Mary Chiappe was a Gibraltarian writer and former Gibraltar Minister for Education in the 1960s. She was the author of several books, including the Giovanni Bresciano series of detective novels set in the 18th and 19th centuries, which she had written in conjunction with the Gibraltarian writer and historian Sam Benady. She had written a regular weekly column in the Gibraltar Chronicle since 2001. With Dr Sam Benady, she received a Gibraltar Heritage Trust Award in October 2015 for historical detective series: for making Gibraltar's history of the period and cultural heritage accessible to readers. She died on Friday 8 December 2017 in Gibraltar, surrounded by friends and family.

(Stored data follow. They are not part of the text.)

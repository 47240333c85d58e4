use crate::{
    errors::AuthError,
    models::{
        analytics::{DEFAULT_WINDOW_DAYS, Totals},
        qr_code::{QrCodeFilter, QrCodeModel},
        short_url::ShortUrlModel,
    },
    services::auth::Claims,
    startup::AppState,
};
use askama::Template;
use axum::{
    extract::State,
    response::{Html, IntoResponse, Redirect, Response},
};

#[derive(Template)]
#[template(path = "dashboard.html")]
struct DashboardTemplate {
    user: String,
    qr_codes: Vec<QrCodeModel>,
    short_urls: Vec<ShortUrlModel>,
    totals: Totals,
    window_days: i64,
}

pub async fn dashboard_handler(
    State(state): State<AppState>,
    claims: Result<Claims, AuthError>,
) -> Response {
    let claims = match claims {
        Ok(claims) => claims,
        Err(_) => return Redirect::to("/login").into_response(),
    };
    let scope = match claims.scope() {
        Ok(scope) => scope,
        Err(e) => return e.into_response(),
    };

    // 1. Fetch the caller's data; a failing section renders empty
    let qr_codes = state
        .qr_service
        .list(scope, &QrCodeFilter::default())
        .await
        .unwrap_or_else(|e| {
            tracing::warn!("Dashboard QR codes unavailable: {:?}", e);
            Vec::new()
        });
    let short_urls = state.url_service.list(scope).await.unwrap_or_else(|e| {
        tracing::warn!("Dashboard short URLs unavailable: {:?}", e);
        Vec::new()
    });
    let totals = state
        .analytics_service
        .summary(scope, DEFAULT_WINDOW_DAYS)
        .await
        .map(|summary| summary.totals)
        .unwrap_or_else(|e| {
            tracing::warn!("Dashboard summary unavailable: {:?}", e);
            Totals::default()
        });
    let user = match claims.user_id() {
        Ok(id) => match state.admin_service.me(id).await {
            Ok(user) => user.name.unwrap_or(user.email),
            Err(_) => claims.sub.clone(),
        },
        Err(e) => return e.into_response(),
    };

    // 2. Render Template
    let template = DashboardTemplate {
        user,
        qr_codes,
        short_urls,
        totals,
        window_days: DEFAULT_WINDOW_DAYS,
    };
    match template.render() {
        Ok(html) => Html(html).into_response(),
        Err(e) => {
            tracing::error!("Dashboard rendering failed: {:?}", e);
            AuthError::Internal.into_response()
        }
    }
}
//! User and group administration.

use uuid::Uuid;

use crate::{
    errors::ApiError,
    models::{
        group::{GroupModel, GroupPayload},
        user::{UpdateUser, UserModel},
        validation,
    },
    store::{GroupRepository, UserRepository},
};

const DUPLICATE_GROUP: &str = "A group with this name already exists";

fn normalize_user_update(update: &UpdateUser) -> Result<UpdateUser, ApiError> {
    let mut update = update.clone();
    if let Some(name) = &update.name {
        update.name = Some(validation::non_empty("name", name)?);
    }
    Ok(update)
}

#[derive(Clone, Debug)]
pub struct AdminService {
    users: UserRepository,
    groups: GroupRepository,
}

impl AdminService {
    pub fn new(users: UserRepository, groups: GroupRepository) -> Self {
        Self { users, groups }
    }

    pub async fn list_users(&self) -> Result<Vec<UserModel>, ApiError> {
        Ok(self.users.list(None).await?)
    }

    pub async fn get_user(&self, id: Uuid) -> Result<UserModel, ApiError> {
        self.users
            .find_by_id(id)
            .await?
            .ok_or_else(|| ApiError::not_found("User"))
    }

    pub async fn update_user(&self, id: Uuid, update: &UpdateUser) -> Result<UserModel, ApiError> {
        let update = normalize_user_update(update)?;
        self.users
            .update(id, &update)
            .await
            .map_err(|e| ApiError::from_write(e, "Conflicting user update"))?
            .ok_or_else(|| ApiError::not_found("User"))
    }

    pub async fn delete_user(&self, acting_admin: Uuid, id: Uuid) -> Result<(), ApiError> {
        if acting_admin == id {
            return Err(ApiError::validation("You cannot delete your own account"));
        }
        if !self.users.delete(id).await? {
            return Err(ApiError::not_found("User"));
        }
        Ok(())
    }

    pub async fn create_group(&self, payload: &GroupPayload) -> Result<GroupModel, ApiError> {
        let name = validation::non_empty("name", &payload.name)?;
        self.groups
            .create(&name, payload.description.as_deref())
            .await
            .map_err(|e| ApiError::from_write(e, DUPLICATE_GROUP))
    }

    pub async fn list_groups(&self) -> Result<Vec<GroupModel>, ApiError> {
        Ok(self.groups.list().await?)
    }

    pub async fn get_group(&self, id: Uuid) -> Result<GroupModel, ApiError> {
        self.groups
            .find(id)
            .await?
            .ok_or_else(|| ApiError::not_found("Group"))
    }

    pub async fn update_group(&self, id: Uuid, payload: &GroupPayload) -> Result<GroupModel, ApiError> {
        let name = validation::non_empty("name", &payload.name)?;
        self.groups
            .update(id, &name, payload.description.as_deref())
            .await
            .map_err(|e| ApiError::from_write(e, DUPLICATE_GROUP))?
            .ok_or_else(|| ApiError::not_found("Group"))
    }

    pub async fn delete_group(&self, id: Uuid) -> Result<(), ApiError> {
        if !self.groups.delete(id).await? {
            return Err(ApiError::not_found("Group"));
        }
        Ok(())
    }

    pub async fn group_members(&self, id: Uuid) -> Result<Vec<UserModel>, ApiError> {
        self.get_group(id).await?;
        Ok(self.users.list(Some(id)).await?)
    }

    pub async fn me(&self, id: Uuid) -> Result<UserModel, ApiError> {
        self.get_user(id).await
    }
}

#[cfg(test)]
mod tests {
    use super::*;

    #[test]
    fn user_updates_store_trimmed_names() {
        let update = UpdateUser {
            name: Some("  Grace Hopper ".into()),
            ..UpdateUser::default()
        };
        let normalized = normalize_user_update(&update).unwrap();
        assert_eq!(normalized.name.as_deref(), Some("Grace Hopper"));

        let blank = UpdateUser {
            name: Some("   ".into()),
            ..UpdateUser::default()
        };
        assert!(normalize_user_update(&blank).is_err());
    }
}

- Cabbages and Kings (2006) Essays
- The Grapes of Warmth (2003) Autobiographical
- A Handful of Poems (1995) Serious light verse
- The Murder in Whirligig Lane (2010) with Dr. Sam Benady
- Fall of a Sparrow (2010) with Dr. Sam Benady
- The Pearls of Tangier (2011 )with Dr. Sam Benady
- The Prince's Lady (2012) with Dr. Sam Benady
- Mosaic of an Unquiet Time (2013) Novel
- The Devil's Tongue (2013) with Dr. Sam Benady
- Death in Paradise Ramp (2014) with Dr. Sam Benady
- The Dead Can't Paint (2015) with Dr. Sam Benady
- Shaking the Dandelions (2017)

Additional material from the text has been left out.